Within the records below, how many lines hold the word "crates"? Only the number should be returned.

======== Input data

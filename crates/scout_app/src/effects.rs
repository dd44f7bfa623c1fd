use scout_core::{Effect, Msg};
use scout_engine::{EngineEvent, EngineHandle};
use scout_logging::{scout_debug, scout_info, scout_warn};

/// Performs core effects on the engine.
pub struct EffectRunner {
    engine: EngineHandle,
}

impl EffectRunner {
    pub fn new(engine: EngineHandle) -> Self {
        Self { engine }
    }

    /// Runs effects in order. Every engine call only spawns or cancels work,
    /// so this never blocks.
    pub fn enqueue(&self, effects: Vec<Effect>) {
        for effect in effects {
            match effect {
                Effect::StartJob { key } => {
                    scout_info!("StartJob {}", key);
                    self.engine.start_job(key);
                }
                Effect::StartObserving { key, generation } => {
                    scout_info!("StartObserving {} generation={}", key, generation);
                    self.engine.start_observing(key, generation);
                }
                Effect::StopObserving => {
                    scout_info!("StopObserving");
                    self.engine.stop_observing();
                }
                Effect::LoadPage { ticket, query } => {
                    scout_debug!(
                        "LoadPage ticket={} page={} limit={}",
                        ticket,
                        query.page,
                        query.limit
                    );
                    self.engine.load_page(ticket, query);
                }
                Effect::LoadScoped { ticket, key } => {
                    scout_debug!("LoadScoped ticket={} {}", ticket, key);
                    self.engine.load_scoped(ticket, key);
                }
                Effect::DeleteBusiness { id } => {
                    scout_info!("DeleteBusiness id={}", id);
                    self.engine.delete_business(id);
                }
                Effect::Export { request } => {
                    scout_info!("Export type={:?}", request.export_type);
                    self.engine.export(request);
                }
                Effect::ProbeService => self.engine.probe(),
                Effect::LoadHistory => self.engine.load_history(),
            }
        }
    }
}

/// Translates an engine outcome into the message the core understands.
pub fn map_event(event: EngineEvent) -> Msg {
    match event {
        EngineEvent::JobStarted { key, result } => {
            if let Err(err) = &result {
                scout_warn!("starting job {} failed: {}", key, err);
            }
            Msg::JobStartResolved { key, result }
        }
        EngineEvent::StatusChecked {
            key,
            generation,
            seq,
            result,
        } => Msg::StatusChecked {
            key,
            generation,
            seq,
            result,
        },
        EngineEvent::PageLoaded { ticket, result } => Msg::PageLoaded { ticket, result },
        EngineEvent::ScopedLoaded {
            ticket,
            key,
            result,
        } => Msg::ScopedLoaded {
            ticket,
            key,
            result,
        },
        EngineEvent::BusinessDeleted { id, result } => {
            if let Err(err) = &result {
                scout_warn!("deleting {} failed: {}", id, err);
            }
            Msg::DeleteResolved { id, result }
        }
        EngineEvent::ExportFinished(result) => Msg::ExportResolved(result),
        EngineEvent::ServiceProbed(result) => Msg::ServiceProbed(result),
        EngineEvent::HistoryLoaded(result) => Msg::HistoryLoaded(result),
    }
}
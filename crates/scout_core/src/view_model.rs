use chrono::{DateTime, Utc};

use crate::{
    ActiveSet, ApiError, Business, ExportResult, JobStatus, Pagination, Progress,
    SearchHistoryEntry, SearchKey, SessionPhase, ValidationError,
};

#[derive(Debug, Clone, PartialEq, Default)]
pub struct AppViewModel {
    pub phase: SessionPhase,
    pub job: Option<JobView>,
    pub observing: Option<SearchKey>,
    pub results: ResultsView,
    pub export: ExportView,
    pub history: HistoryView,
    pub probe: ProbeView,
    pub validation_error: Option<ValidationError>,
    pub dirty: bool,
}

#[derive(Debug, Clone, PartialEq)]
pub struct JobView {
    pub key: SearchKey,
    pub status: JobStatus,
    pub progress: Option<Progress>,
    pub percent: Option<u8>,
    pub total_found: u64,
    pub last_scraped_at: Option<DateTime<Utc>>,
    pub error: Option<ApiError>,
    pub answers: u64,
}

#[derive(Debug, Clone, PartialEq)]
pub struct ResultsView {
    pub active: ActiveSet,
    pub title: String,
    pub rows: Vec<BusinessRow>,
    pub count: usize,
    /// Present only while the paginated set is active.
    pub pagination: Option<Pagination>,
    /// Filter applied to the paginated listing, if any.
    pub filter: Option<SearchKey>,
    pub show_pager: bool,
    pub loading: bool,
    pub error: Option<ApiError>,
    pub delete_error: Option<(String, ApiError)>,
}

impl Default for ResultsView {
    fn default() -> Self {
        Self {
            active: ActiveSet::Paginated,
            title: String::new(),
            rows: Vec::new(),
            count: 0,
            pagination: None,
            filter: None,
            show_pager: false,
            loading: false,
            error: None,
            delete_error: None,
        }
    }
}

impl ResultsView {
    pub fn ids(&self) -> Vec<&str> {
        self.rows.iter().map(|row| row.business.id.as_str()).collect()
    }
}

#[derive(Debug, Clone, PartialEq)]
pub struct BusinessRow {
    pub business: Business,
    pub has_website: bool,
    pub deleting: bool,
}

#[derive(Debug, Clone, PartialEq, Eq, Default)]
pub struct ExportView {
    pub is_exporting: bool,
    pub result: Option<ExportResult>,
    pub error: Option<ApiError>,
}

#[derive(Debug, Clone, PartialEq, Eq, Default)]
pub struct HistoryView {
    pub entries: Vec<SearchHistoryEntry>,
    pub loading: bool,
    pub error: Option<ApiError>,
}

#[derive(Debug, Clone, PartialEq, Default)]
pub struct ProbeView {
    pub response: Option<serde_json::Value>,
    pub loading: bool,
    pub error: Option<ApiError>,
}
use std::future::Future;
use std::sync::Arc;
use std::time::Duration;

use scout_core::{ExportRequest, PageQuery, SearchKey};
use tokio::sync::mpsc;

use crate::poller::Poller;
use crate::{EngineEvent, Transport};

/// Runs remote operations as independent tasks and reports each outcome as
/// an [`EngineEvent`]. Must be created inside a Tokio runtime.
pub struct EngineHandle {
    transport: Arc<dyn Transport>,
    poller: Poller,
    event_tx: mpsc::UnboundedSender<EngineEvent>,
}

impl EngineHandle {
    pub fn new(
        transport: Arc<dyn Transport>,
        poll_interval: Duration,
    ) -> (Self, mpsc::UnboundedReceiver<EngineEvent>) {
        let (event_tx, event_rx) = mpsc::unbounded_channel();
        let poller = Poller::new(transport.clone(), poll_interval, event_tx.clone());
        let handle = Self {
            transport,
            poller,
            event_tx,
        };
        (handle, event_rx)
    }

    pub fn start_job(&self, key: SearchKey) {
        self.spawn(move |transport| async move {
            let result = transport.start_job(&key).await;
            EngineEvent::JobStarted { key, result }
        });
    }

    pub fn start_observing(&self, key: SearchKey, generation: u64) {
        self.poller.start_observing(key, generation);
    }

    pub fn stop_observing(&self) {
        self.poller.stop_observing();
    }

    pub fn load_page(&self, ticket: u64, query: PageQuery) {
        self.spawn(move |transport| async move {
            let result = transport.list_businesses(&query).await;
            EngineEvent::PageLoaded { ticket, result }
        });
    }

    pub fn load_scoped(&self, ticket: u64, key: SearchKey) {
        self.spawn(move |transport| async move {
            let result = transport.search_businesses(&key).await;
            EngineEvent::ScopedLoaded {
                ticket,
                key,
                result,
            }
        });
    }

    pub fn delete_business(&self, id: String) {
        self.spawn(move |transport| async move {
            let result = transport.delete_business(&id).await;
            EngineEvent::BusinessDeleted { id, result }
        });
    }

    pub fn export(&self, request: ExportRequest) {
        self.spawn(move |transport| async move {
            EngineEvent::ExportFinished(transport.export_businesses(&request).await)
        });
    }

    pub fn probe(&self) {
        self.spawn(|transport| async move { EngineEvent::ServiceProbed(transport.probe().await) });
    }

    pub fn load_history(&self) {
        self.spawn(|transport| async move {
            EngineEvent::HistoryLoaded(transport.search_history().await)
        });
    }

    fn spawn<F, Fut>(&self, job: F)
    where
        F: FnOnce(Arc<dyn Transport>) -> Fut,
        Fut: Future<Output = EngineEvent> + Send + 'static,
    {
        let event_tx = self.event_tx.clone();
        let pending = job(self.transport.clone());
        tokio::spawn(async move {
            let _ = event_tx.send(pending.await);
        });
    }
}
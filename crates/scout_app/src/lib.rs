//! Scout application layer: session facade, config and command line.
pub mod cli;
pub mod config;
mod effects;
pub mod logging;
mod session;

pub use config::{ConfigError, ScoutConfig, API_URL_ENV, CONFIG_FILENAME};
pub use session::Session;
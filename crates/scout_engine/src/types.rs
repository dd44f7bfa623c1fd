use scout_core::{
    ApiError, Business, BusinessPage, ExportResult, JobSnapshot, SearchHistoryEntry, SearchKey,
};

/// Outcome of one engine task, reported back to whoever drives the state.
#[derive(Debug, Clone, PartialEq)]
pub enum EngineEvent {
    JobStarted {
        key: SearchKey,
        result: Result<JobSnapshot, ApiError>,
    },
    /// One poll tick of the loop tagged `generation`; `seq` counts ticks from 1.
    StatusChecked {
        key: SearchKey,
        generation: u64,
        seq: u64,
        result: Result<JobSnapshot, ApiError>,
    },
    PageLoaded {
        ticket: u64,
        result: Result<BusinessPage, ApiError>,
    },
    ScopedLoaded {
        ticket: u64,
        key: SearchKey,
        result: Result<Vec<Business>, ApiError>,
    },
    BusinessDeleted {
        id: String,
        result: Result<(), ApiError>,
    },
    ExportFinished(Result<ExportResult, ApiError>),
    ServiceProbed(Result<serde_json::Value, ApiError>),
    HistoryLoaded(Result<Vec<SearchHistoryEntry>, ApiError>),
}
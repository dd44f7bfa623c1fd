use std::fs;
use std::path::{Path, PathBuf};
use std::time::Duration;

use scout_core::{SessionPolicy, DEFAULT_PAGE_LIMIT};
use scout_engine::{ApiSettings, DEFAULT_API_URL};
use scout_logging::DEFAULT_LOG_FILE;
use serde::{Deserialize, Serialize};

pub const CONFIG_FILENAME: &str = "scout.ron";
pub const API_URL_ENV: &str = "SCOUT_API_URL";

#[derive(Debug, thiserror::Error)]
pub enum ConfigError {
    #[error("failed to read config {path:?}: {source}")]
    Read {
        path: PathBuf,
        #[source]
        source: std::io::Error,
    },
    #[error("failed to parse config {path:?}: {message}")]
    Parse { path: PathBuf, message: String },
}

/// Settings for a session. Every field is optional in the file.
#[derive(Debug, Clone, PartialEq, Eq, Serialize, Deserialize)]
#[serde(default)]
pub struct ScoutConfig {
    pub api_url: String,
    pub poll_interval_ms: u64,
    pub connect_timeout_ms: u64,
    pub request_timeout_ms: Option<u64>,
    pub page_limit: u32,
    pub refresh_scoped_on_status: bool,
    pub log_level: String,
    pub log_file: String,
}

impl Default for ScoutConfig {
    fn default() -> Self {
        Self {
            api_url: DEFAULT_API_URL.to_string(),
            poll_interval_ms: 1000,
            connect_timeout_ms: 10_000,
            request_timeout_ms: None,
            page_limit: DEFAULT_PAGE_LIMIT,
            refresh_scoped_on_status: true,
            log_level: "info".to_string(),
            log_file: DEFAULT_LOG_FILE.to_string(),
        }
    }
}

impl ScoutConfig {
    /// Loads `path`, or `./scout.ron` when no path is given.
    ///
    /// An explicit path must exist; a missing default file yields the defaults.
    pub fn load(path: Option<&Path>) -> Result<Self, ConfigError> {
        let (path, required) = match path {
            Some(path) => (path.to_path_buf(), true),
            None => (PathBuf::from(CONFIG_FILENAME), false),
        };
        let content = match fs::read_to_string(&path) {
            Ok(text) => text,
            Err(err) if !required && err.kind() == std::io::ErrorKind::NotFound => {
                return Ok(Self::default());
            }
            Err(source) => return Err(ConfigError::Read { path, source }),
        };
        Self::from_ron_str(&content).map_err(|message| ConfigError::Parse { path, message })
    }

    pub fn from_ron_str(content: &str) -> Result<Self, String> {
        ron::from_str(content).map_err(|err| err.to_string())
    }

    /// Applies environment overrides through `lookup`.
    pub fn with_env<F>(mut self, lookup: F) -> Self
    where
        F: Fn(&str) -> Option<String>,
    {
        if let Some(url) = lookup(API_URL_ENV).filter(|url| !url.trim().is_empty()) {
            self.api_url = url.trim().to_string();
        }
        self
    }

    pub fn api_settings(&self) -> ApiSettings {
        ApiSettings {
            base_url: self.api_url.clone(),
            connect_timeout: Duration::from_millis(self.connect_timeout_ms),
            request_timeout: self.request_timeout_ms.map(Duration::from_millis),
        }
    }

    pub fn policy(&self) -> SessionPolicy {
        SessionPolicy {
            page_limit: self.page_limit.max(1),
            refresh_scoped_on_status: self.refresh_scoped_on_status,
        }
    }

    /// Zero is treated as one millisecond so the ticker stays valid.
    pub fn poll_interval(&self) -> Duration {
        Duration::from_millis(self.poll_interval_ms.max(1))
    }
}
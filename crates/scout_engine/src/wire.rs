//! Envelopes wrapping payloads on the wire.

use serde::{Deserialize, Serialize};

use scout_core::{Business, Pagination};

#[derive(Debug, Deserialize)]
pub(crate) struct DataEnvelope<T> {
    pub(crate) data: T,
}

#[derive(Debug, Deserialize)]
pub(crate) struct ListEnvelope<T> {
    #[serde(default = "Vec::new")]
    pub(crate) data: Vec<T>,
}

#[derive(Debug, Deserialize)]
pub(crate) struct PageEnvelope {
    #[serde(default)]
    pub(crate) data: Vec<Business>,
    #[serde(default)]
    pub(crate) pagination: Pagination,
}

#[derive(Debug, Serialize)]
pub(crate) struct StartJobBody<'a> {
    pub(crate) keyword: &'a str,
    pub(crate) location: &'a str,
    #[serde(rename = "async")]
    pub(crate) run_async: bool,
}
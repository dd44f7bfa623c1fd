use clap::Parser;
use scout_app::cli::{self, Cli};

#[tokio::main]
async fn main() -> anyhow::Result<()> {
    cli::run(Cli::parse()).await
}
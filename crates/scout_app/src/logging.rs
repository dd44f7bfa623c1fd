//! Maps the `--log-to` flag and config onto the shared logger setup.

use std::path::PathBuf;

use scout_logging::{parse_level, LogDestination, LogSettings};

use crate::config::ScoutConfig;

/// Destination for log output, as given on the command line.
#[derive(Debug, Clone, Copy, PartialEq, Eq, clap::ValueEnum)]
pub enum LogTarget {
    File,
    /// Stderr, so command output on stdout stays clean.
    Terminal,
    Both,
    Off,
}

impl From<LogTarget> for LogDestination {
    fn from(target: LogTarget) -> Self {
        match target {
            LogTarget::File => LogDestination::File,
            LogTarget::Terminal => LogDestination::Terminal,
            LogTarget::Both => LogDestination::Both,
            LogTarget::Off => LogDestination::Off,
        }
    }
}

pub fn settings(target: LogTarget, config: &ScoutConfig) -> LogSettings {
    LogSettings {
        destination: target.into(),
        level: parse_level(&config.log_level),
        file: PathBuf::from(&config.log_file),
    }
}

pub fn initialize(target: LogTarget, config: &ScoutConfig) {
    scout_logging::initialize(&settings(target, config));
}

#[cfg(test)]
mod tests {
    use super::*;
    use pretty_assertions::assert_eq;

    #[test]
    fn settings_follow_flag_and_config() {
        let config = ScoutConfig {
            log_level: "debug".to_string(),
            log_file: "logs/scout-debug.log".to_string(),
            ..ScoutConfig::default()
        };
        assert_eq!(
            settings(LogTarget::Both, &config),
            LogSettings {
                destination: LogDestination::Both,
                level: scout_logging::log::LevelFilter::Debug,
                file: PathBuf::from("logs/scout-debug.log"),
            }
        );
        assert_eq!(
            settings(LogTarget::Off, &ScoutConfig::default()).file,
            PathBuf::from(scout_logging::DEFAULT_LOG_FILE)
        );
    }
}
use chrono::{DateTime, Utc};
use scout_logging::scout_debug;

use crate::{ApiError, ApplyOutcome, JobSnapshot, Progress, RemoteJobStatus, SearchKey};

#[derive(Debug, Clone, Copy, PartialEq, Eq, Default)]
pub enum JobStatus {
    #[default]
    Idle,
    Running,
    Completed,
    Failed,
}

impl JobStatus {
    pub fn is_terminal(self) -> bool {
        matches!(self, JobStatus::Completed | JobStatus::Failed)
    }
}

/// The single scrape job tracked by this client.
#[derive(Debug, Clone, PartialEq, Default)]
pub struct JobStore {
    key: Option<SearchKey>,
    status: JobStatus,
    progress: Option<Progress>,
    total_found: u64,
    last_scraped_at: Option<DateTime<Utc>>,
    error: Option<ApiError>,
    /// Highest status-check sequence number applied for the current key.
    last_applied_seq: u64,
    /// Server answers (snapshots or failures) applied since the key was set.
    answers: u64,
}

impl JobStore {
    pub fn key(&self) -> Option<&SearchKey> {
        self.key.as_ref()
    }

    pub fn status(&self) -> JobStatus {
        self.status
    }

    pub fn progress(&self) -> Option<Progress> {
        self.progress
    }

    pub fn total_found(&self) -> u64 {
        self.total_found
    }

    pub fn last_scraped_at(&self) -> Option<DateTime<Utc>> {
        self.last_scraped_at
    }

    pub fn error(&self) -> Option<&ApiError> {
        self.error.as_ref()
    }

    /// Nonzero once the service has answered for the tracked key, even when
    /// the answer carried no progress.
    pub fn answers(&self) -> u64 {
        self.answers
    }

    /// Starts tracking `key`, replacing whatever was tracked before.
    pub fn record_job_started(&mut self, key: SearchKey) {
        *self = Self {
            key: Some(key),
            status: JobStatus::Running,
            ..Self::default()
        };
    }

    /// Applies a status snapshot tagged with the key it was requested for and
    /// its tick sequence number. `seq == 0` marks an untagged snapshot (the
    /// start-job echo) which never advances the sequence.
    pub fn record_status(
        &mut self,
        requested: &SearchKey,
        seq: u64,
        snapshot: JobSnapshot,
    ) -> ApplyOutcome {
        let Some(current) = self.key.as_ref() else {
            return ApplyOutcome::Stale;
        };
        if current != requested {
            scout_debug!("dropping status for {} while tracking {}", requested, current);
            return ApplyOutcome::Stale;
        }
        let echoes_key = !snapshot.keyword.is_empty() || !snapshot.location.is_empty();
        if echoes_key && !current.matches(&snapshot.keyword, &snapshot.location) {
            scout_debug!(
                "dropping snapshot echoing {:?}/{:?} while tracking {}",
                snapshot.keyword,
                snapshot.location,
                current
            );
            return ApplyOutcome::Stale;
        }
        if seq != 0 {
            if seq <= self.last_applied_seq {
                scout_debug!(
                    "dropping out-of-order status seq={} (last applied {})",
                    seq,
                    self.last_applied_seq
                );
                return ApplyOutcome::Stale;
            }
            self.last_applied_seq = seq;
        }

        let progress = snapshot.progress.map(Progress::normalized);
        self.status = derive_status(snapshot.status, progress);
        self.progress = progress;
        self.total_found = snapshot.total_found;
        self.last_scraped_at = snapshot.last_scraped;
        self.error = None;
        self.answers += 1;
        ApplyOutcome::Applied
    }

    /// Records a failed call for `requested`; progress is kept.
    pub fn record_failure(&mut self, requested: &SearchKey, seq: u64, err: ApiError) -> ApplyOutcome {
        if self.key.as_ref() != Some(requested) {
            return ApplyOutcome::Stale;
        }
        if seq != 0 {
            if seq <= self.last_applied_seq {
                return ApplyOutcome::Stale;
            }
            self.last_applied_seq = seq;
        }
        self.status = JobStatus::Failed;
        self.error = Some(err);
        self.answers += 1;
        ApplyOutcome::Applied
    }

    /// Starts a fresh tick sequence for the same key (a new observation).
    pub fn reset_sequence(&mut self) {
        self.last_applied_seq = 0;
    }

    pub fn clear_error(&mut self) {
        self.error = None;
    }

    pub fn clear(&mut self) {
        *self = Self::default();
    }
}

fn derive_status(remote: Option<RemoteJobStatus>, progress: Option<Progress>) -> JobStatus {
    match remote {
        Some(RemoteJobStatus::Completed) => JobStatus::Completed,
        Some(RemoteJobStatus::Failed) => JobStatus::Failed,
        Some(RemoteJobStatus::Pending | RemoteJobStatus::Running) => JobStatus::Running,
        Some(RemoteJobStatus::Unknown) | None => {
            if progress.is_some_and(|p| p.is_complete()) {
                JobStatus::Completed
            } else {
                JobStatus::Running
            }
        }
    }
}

================

Answer to this exercise = 6